Al cuadro de las Bodas de Caná siguió el de La cena en la casa de Leví, pintado diez años más tarde, para el convento de San Juan y San Pablo, trasladado hoy a la Academia de Venecia. Es también una enorme composición en que la ley evangélica está tan libremente interpretada, que el pintor hubo de comparecer, para explicarse, ante el Tribunal de la Inquisición. Las actas del proceso, que se han conservado, constituyen uno de los documentos más graciosos de imprudencia artística. El Veronés reconoce que ha sustituido la figura de la Magdalena, que estaba delante de la mesa, por un perro, porque así la composición resultaba más armónica.
Para justificar tantos personajes secundarios de su cuadro, le sirvieron también de excusa ante el tribunal el sinnúmero de figuras que había introducido en su Juicio Final, de la Capilla Sixtina, el propio Miguel Ángel, que entonces era la autoridad artística más acreditada; pero uno de los jueces hace observar con cierto desdén que entre las dos pinturas no había paralelo posible, porque los personajes del Juicio Final eran todos muy necesarios, mientras que no tenían nada que ver con los asuntos tomados de los textos evangélicos tantos bufones, músicos, negros, borrachos y cortesanas como se complació el Veronés en amontonar en su cuadro.
He aquí un fragmento significativo de aquel interrogatorio efectuado el 18 de julio de 1573, según consta en las actas del Tribunal de la Inquisición:
«Pregunta el inquisidor: Aquellos soldados alemanes con alabardas ¿qué tienen que ver con la Cena?
Responde Paolo: Nosotros, pintores, nos tomamos la licencia que se toman los poetas y los locos, y yo he puesto aquellos alabarderos para dar a entender que el patrón de la casa era hombre rico y grande y podía tener tales servidores».
Esta valerosa respuesta es natural que debía ser aprobada por los otros artistas venecianos. Un pintor puede, pues, emplear metáforas como los poetas y los locos. Se cuenta que Tiziano y Sansovino, cuando encontraron a Paolo en la calle, lo abrazaron cariñosamente. Paolo el Veronés había hablado por todos ellos e incluso por los artistas del porvenir.

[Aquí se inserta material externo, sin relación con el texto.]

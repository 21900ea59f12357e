//! Error handling for smoke_hub

use axum::{
    http::StatusCode,
    response::{IntoResponse, Response},
    Json,
};
use serde_json::json;

/// Result type alias
pub type Result<T> = std::result::Result<T, Error>;

/// Error types
#[derive(Debug, thiserror::Error)]
pub enum Error {
    /// Not found
    #[error("Not found: {0}")]
    NotFound(String),

    /// Validation error
    #[error("Validation error: {0}")]
    Validation(String),

    /// Config error (fatal at startup)
    #[error("Config error: {0}")]
    Config(String),

    /// Video transport failure (open or read)
    #[error("Transport error for camera {camera_id}: {message}")]
    Transport { camera_id: String, message: String },

    /// Detector call failed for one sample
    #[error("Detection error: {0}")]
    Detection(String),

    /// Artifact upload failed
    #[error("Upload error: {0}")]
    Upload(String),

    /// No upload destination for a camera
    #[error("No destination for camera {0}")]
    Routing(String),

    /// Camera control command failed
    #[error("Actuation error for camera {camera_id}: {message}")]
    Actuation { camera_id: String, message: String },

    /// Notification channel failure
    #[error("Notify error: {0}")]
    Notify(String),

    /// Serialization error
    #[error("Serialization error: {0}")]
    Serialization(#[from] serde_json::Error),

    /// HTTP client error
    #[error("HTTP error: {0}")]
    Http(#[from] reqwest::Error),

    /// IO error
    #[error("IO error: {0}")]
    Io(#[from] std::io::Error),

    /// Image decode/encode error
    #[error("Image error: {0}")]
    Image(#[from] image::ImageError),

    /// Internal error
    #[error("Internal error: {0}")]
    Internal(String),
}

impl Error {
    pub fn transport(camera_id: impl ToString, message: impl ToString) -> Self {
        Error::Transport {
            camera_id: camera_id.to_string(),
            message: message.to_string(),
        }
    }

    pub fn actuation(camera_id: impl ToString, message: impl ToString) -> Self {
        Error::Actuation {
            camera_id: camera_id.to_string(),
            message: message.to_string(),
        }
    }
}

impl IntoResponse for Error {
    fn into_response(self) -> Response {
        let (status, error_code, message) = match &self {
            Error::NotFound(msg) => (StatusCode::NOT_FOUND, "NOT_FOUND", msg.clone()),
            Error::Validation(msg) => (StatusCode::BAD_REQUEST, "VALIDATION_ERROR", msg.clone()),
            Error::Config(msg) => (
                StatusCode::INTERNAL_SERVER_ERROR,
                "CONFIG_ERROR",
                msg.clone(),
            ),
            Error::Transport { .. } => (
                StatusCode::BAD_GATEWAY,
                "TRANSPORT_ERROR",
                self.to_string(),
            ),
            Error::Detection(msg) => (StatusCode::BAD_GATEWAY, "DETECTION_ERROR", msg.clone()),
            Error::Upload(msg) => (StatusCode::BAD_GATEWAY, "UPLOAD_ERROR", msg.clone()),
            Error::Routing(_) => (StatusCode::NOT_FOUND, "ROUTING_ERROR", self.to_string()),
            Error::Actuation { .. } => (
                StatusCode::BAD_GATEWAY,
                "ACTUATION_ERROR",
                self.to_string(),
            ),
            Error::Notify(msg) => (StatusCode::BAD_GATEWAY, "NOTIFY_ERROR", msg.clone()),
            Error::Serialization(e) => (
                StatusCode::INTERNAL_SERVER_ERROR,
                "SERIALIZATION_ERROR",
                e.to_string(),
            ),
            Error::Http(e) => (StatusCode::BAD_GATEWAY, "HTTP_ERROR", e.to_string()),
            Error::Io(e) => (
                StatusCode::INTERNAL_SERVER_ERROR,
                "IO_ERROR",
                e.to_string(),
            ),
            Error::Image(e) => (StatusCode::BAD_REQUEST, "IMAGE_ERROR", e.to_string()),
            Error::Internal(msg) => (
                StatusCode::INTERNAL_SERVER_ERROR,
                "INTERNAL_ERROR",
                msg.clone(),
            ),
        };

        tracing::error!(
            status = %status,
            error_code = %error_code,
            message = %message,
            "Request error"
        );

        let body = Json(json!({
            "error_code": error_code,
            "message": message
        }));

        (status, body).into_response()
    }
}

El Veronés fue tratado con indulgencia por el tribunal, que le condenó a suprimir algunos personajes demasiado irreverentes en el plazo de tres meses, y continuó sin reparo, en lo sucesivo, pintando sus extraordinarias composiciones, dispuestas en bellísimas perspectivas, a veces con nobles arquitecturas blancas en el fondo, balaustradas y hemiciclos destacando sobre un cielo verdoso o azulado, como en el Jesús entre los doctores del Prado. La posteridad ha disculpado al Veronés de sus irreverencias, y es porque este pintor, lleno de un optimismo jugoso, no es un epicúreo egoísta, sino el representante de una manera de sentir la humanidad que ha tenido su glorificación en la Venecia del siglo XVI. Para el Veronés, los problemas son de luz y formas, compuestas éstas para el mayor goce del sentido; pero el goce estético no es individual y concentrado, como el de Tiziano, sino el de toda una multitud que se agrupa bajo anchos pórticos para admirar los brocados y sedas de las damas o respirar un aire brillante, dulcificado por armonías musicales. Las pocas pinturas mitológicas que realizó parecen pretextos para exhibir desnudos los cuerpos pletóricos y sanos de las venecianas del siglo XVI.
Su espíritu sólo se concibe en Venecia; únicamente en Venecia se puede suponer la aparición de dos artistas como Tiziano y el Veronés, pero tampoco se puede ya hoy imaginar a Venecia sin sus pinturas. Ellas ayudan a perpetuar el alma veneciana, tanto o más que la luz brillante de su atmósfera irisada o las arquitecturas del Gran Canal y la maravilla de color de San Marcos.